Identify each line below that contains the word "address", and copy it out.

Material for this task below:

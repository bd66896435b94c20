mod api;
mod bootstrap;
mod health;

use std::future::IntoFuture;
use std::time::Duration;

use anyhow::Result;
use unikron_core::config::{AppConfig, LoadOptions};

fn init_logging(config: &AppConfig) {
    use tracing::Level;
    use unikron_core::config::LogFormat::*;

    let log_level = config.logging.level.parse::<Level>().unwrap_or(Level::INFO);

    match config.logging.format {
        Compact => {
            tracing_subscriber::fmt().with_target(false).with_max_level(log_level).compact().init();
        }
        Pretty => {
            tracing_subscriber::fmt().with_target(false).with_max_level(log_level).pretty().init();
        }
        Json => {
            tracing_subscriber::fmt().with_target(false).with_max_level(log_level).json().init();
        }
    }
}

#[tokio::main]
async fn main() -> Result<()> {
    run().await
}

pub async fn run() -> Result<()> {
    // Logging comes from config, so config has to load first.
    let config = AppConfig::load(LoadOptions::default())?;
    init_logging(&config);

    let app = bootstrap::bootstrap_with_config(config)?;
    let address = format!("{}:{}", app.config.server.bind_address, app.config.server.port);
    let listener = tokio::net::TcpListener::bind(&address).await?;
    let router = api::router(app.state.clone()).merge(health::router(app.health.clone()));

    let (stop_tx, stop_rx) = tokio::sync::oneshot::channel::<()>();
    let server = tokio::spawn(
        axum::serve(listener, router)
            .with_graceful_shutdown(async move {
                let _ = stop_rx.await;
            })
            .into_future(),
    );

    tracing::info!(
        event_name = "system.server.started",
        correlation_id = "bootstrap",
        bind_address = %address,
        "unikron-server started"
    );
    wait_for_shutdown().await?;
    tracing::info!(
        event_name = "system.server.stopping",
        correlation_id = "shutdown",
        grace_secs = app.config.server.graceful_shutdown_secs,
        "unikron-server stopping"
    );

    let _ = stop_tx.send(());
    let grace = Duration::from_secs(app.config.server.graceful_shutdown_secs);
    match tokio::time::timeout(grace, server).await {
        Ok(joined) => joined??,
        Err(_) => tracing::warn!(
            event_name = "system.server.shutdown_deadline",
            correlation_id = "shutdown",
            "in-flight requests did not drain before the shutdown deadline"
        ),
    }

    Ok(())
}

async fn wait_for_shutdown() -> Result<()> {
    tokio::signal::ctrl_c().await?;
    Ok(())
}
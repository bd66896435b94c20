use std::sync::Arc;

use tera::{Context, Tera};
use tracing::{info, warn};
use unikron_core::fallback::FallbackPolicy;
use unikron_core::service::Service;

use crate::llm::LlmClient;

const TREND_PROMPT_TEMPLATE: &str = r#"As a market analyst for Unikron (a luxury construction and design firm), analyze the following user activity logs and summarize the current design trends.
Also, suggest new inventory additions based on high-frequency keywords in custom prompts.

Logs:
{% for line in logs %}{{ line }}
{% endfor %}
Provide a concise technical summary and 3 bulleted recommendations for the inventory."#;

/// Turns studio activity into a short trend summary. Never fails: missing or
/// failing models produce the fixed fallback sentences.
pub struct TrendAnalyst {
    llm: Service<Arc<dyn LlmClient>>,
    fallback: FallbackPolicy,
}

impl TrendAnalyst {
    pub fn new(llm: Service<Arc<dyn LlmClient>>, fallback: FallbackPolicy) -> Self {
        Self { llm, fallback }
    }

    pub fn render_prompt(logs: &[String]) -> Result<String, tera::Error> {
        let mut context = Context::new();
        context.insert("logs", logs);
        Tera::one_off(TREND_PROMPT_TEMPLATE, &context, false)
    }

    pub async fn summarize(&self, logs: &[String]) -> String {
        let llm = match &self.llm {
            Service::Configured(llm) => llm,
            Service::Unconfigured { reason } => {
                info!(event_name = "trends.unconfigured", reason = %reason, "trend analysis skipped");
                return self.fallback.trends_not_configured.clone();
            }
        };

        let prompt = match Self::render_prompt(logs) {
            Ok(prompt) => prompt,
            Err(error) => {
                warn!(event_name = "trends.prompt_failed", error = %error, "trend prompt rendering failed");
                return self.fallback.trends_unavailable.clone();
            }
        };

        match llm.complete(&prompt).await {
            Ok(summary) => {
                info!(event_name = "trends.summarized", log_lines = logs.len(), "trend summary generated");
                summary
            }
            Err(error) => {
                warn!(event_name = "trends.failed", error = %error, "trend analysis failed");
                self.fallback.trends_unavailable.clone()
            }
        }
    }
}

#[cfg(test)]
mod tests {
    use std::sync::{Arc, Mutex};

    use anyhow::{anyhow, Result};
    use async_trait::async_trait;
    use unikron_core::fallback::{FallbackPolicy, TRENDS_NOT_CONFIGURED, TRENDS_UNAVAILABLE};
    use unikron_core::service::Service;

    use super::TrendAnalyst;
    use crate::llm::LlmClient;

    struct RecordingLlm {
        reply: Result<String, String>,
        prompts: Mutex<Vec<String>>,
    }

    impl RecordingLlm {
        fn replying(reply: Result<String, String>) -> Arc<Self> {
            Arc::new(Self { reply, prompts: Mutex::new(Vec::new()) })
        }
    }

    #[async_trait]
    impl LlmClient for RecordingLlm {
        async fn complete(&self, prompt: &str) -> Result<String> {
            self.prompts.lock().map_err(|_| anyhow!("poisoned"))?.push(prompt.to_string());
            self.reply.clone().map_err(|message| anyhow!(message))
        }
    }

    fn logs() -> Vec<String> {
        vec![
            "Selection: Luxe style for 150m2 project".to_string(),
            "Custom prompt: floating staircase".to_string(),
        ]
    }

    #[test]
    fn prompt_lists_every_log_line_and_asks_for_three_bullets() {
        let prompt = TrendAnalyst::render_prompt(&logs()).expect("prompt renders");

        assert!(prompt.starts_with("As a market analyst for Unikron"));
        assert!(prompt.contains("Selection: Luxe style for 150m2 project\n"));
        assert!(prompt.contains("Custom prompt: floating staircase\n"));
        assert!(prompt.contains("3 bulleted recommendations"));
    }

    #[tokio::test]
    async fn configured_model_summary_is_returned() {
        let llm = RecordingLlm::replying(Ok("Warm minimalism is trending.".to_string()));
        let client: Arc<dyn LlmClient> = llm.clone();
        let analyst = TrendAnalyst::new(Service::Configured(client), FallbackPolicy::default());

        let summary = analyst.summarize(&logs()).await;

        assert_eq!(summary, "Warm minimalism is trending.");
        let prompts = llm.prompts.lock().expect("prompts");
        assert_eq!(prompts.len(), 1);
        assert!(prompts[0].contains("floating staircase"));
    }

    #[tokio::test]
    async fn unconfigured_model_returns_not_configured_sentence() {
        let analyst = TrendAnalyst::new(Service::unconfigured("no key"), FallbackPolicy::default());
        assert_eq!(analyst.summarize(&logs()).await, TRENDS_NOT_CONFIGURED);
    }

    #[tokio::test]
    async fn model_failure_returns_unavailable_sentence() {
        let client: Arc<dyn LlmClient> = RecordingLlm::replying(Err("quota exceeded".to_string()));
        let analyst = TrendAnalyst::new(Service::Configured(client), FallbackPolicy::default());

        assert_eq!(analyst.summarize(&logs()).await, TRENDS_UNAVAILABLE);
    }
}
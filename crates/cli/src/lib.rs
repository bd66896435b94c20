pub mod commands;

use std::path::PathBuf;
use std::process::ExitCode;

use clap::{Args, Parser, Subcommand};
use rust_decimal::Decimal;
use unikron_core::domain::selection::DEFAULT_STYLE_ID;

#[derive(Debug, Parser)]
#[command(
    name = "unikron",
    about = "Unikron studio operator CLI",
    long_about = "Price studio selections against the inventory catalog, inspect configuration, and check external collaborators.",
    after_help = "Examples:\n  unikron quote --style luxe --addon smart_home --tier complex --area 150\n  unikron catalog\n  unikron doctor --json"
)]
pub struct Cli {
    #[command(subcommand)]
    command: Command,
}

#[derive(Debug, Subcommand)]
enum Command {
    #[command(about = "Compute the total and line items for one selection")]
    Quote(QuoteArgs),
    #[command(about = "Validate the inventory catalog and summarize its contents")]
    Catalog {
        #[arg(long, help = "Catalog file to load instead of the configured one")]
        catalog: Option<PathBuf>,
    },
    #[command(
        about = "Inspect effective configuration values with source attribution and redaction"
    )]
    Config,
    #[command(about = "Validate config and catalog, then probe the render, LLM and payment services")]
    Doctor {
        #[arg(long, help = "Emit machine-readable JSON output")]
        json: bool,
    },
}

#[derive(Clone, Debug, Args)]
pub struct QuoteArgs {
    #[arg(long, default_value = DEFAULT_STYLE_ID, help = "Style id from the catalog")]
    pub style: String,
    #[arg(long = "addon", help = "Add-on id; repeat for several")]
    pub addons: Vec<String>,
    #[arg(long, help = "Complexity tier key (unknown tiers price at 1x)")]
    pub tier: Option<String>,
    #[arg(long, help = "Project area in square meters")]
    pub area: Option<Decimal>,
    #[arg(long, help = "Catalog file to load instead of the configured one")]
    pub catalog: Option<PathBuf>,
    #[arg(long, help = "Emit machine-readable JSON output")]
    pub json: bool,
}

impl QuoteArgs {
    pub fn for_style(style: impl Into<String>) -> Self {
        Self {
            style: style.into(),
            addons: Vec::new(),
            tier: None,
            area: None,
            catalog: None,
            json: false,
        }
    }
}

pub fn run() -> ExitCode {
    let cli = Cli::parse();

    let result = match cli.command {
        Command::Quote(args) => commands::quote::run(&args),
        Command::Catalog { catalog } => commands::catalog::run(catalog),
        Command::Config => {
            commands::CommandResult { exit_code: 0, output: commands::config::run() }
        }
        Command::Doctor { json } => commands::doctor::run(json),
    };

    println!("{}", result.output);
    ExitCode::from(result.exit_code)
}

End of Material for this task.

▸ **Result**:
    let address = format!("{}:{}", app.config.server.bind_address, app.config.server.port);
    let listener = tokio::net::TcpListener::bind(&address).await?;
        bind_address = %address,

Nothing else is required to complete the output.